PROBLEM TO SOLVE ▸
Whenever a line in the data contains "registry", show that line.
------ RECORDS
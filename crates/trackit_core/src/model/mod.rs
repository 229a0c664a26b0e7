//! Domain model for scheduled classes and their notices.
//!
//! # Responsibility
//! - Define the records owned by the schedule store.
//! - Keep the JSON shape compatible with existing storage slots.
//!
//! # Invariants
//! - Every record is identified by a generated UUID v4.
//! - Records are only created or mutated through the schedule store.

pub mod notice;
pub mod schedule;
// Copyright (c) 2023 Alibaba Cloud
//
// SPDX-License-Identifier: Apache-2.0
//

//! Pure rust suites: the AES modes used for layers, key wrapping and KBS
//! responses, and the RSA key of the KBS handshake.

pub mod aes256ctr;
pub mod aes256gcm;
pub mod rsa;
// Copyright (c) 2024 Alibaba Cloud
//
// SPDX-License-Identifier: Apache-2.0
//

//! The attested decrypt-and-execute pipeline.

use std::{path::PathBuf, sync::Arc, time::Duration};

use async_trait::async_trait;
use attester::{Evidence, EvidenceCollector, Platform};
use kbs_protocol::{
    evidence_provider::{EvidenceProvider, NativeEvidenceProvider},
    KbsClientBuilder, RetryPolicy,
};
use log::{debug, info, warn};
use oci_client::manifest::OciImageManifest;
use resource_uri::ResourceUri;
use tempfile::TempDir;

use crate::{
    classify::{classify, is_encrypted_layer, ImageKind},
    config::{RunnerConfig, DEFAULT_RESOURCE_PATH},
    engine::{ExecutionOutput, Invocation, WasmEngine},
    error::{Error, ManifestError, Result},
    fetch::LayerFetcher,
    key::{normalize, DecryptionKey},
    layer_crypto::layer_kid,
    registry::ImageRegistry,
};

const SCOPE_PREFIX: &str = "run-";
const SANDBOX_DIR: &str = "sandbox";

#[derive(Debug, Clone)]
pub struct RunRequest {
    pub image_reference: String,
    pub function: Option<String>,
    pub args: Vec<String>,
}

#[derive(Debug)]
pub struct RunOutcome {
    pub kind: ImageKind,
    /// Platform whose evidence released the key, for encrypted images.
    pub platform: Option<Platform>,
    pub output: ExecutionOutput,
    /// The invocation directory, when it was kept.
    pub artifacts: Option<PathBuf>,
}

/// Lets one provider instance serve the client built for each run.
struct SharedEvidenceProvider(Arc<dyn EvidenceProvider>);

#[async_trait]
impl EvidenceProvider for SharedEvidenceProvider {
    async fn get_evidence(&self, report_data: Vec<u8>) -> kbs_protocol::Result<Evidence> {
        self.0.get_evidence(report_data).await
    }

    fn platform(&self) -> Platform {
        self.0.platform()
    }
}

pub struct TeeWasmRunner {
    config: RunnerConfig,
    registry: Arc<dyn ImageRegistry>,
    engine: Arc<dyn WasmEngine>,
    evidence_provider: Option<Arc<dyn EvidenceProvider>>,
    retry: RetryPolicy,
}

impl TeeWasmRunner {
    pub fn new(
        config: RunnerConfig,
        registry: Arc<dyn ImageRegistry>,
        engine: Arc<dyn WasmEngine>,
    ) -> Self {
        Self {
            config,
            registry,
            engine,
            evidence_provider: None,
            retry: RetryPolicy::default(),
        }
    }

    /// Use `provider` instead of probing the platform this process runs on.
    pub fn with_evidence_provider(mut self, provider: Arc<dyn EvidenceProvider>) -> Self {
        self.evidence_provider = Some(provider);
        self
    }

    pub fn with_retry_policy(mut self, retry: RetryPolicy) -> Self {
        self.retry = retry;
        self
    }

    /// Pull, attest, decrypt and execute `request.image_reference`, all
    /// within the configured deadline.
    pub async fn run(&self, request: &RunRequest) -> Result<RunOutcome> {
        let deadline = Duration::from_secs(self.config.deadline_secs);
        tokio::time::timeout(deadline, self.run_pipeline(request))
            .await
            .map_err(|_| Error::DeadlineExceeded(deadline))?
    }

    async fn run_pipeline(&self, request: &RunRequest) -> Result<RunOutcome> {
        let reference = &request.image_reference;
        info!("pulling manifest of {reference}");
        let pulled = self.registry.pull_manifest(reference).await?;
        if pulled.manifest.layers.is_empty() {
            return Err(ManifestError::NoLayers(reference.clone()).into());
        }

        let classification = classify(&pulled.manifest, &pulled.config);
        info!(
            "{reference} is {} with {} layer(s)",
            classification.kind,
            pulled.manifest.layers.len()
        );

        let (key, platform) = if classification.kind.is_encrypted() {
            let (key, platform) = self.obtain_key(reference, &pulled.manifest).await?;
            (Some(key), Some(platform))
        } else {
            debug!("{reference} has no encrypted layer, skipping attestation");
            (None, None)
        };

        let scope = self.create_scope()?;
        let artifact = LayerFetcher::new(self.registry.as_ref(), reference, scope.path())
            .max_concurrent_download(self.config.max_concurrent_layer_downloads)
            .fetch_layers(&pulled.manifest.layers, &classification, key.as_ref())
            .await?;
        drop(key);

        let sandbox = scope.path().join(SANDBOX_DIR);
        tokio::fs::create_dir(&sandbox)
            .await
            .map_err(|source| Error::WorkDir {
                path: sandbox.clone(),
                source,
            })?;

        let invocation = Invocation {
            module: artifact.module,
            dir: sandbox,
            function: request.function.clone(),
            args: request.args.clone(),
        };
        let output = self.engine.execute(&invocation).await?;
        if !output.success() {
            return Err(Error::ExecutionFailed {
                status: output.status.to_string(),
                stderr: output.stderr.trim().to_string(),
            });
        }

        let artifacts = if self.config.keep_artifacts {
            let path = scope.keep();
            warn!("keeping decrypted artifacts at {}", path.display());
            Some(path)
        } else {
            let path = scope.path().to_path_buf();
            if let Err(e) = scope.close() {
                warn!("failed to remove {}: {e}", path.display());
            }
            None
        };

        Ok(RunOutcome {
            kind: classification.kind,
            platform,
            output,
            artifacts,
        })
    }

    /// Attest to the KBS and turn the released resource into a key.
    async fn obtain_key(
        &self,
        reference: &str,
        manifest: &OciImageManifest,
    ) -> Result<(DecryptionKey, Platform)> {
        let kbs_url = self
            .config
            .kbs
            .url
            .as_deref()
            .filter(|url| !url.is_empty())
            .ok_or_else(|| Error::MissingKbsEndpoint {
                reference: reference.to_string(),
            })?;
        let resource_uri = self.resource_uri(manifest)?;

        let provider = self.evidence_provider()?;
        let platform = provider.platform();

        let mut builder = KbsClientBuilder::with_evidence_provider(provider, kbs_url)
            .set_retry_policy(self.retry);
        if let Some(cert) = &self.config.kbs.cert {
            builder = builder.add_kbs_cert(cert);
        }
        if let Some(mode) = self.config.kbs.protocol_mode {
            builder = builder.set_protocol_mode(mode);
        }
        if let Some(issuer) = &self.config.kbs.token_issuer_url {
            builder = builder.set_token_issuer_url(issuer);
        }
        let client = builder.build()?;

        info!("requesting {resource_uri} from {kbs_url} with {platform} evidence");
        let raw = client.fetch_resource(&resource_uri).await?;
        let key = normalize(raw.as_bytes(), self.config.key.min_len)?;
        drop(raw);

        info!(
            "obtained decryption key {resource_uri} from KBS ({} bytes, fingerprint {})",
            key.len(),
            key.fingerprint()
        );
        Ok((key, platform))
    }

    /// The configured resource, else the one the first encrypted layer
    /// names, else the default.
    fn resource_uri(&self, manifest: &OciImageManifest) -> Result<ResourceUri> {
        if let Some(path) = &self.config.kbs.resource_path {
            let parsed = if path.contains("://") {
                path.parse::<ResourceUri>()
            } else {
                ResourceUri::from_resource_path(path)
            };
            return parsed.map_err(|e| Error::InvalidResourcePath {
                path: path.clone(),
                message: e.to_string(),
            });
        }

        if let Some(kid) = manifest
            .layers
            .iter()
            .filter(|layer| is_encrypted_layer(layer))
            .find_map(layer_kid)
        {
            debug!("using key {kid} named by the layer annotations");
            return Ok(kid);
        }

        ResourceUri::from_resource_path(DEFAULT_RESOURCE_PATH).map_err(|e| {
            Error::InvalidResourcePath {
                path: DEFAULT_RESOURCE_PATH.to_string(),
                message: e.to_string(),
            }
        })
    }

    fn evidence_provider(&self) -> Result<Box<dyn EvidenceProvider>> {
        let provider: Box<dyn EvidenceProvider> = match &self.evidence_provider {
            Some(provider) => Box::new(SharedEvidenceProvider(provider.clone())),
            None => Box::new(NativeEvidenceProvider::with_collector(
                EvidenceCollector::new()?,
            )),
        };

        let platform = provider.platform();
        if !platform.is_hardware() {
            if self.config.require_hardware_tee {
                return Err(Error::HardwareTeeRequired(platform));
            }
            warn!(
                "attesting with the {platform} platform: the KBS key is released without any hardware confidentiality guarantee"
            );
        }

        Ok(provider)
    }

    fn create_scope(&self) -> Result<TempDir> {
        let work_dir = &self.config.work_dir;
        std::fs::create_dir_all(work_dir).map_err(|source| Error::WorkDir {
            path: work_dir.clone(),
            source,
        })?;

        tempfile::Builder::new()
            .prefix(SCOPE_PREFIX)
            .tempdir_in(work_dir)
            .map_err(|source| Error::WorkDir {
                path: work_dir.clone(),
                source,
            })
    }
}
------------
RESULT OF THE EXERCISE ▸
    registry::ImageRegistry,
    registry: Arc<dyn ImageRegistry>,
        registry: Arc<dyn ImageRegistry>,
            registry,
        let pulled = self.registry.pull_manifest(reference).await?;
        let artifact = LayerFetcher::new(self.registry.as_ref(), reference, scope.path())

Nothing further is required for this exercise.